A short while ago I made a Pete Seeger-style bridge for my Highwayman Banjo. As lovely as that fancy bridge is, it has sparked in me an interest in single-foot bridges which just won't go away.
Today I'm going to share with you my first foray into banjolele bridge-making. Let me explain...
Although these bridges mark the start of a new era in luthiery history, I'm starting with quite a conventional first step. Here I am gluing a thin veneer of ebony to a thicker block of maple.
Having let the glue dry, I set to the block with my table saw. Very, very carefully, I cut off thin slivers.
Here's one for size. It's slightly taller than 5/8 inch and I have a range of thicknesses to play with... all of them thinner than the conventional ones you'll buy.
Because I can... Here they all are laid on top of each other. What a beautiful grain that maple has!
Hold on... first here's a quick side-by-side of a conventional bridge and my revolutionary King Uke version. Cute, isn't it!

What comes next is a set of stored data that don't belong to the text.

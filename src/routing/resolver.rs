//! Request path resolution.
//!
//! # Responsibilities
//! - Walk the mount table in order, first match wins
//! - Substitute the tenant id into each mount before matching
//! - Skip tenant mounts when no valid tenant id is available
//! - Fall back to a wildcard mount at root when nothing matches
//! - Attach the request-wide flags (parametric table, extra segments)
//!
//! # Design Decisions
//! - Total: every path resolves, over-deep paths are flagged, not rejected
//! - Pure: no caching, no I/O, no locks; share via `Arc` across tasks
//! - Specificity is the operator's concern, table order is authoritative

use serde::Serialize;

use crate::routing::depth::has_extra_path_segments;
use crate::routing::matcher::{matches_prefix, normalize, relative_path};
use crate::routing::mount::{MountTable, ResourceShape};
use crate::routing::shape::{extract, wildcard_at_root, Target};
use crate::routing::tenant::{is_parametric, substitute};

/// The MongoDB context a request path maps to.
#[derive(Debug, Clone, PartialEq, Eq, Serialize)]
pub struct ResolvedContext {
    /// `None` at root.
    pub database: Option<String>,
    /// `None` unless the path reaches into a collection. Never set without
    /// `database`.
    pub collection: Option<String>,
    pub can_create_sibling_database: bool,
    pub can_create_collection: bool,
    pub can_delete_database: bool,
    pub can_delete_collection: bool,
    /// `/database/collection/...`, independent of how the mount was written.
    pub canonical_resource_path: String,
    /// Shape of the mount that resolved the path.
    pub shape: &'static str,
    pub has_parametric_mounts: bool,
    pub has_extra_path_segments: bool,
}

impl ResolvedContext {
    fn new(
        target: Target,
        shape: &'static str,
        has_parametric_mounts: bool,
        has_extra_path_segments: bool,
    ) -> Self {
        Self {
            database: target.database,
            collection: target.collection,
            can_create_sibling_database: target.can_create_sibling_database,
            can_create_collection: target.can_create_collection,
            can_delete_database: target.can_delete_database,
            can_delete_collection: target.can_delete_collection,
            canonical_resource_path: target.canonical_resource_path,
            shape,
            has_parametric_mounts,
            has_extra_path_segments,
        }
    }

    /// True when the path addresses the root (no database).
    pub fn is_root(&self) -> bool {
        self.database.is_none()
    }
}

/// Maps request paths onto MongoDB resources using a frozen mount table.
#[derive(Debug, Clone, Default)]
pub struct MountResolver {
    table: MountTable,
}

impl MountResolver {
    pub fn new(table: MountTable) -> Self {
        Self { table }
    }

    pub fn table(&self) -> &MountTable {
        &self.table
    }

    /// Resolve a request path with no tenant.
    pub fn resolve_path(&self, path: &str) -> ResolvedContext {
        self.resolve(path, None)
    }

    /// Resolve a request path, substituting `tenant_id` into parametric
    /// mounts when it is valid.
    pub fn resolve(&self, path: &str, tenant_id: Option<&str>) -> ResolvedContext {
        let path = normalize(path);
        let has_parametric = self.table.has_parametric_mounts();
        let has_extra = has_extra_path_segments(self.table.rules(), &path);

        tracing::debug!(path = %path, mounts = self.table.len(), "Resolving request path");

        for rule in self.table.rules() {
            tracing::debug!(what = rule.resource(), uri = rule.uri(), "Checking mount");

            let prefix = substitute(tenant_id, rule.prefix());
            if !matches_prefix(&path, &prefix) {
                continue;
            }
            // Without a usable tenant the placeholder would leak into the
            // resolved names.
            if is_parametric(&substitute(tenant_id, rule.resource())) {
                tracing::debug!(what = rule.resource(), "Skipping tenant mount, no valid tenant");
                continue;
            }

            let shape = rule.shape();
            let target = extract(shape, tenant_id, relative_path(&path, &prefix));
            tracing::debug!(
                shape = shape.kind(),
                resource_path = %target.canonical_resource_path,
                "Mount matched"
            );
            return ResolvedContext::new(target, shape.kind(), has_parametric, has_extra);
        }

        let target = wildcard_at_root(&path);
        ResolvedContext::new(target, ResourceShape::WildcardAtRoot.kind(), has_parametric, has_extra)
    }
}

I grabbed my dusty Dixie banjolele for this little test. Here's a picture of the bridge fitted. Looking good! But would it play?
By the way, my Dixie post has been creating quite a stir recently. It seems that I'm not he only person with a fancy for these metal banjoleles.
Here you go. I'm a little bit rusty on the old banjolele but there are still a few glimpses of the old King Uke magic shining through. What do you reckon? Are you going to make a single-foot bridge for your instrument? Of course you are... DO IT!
And when you've done it I want you to come back here and show me a few pictures of your handiwork! In fact... I want to see ALL the homemade bridges!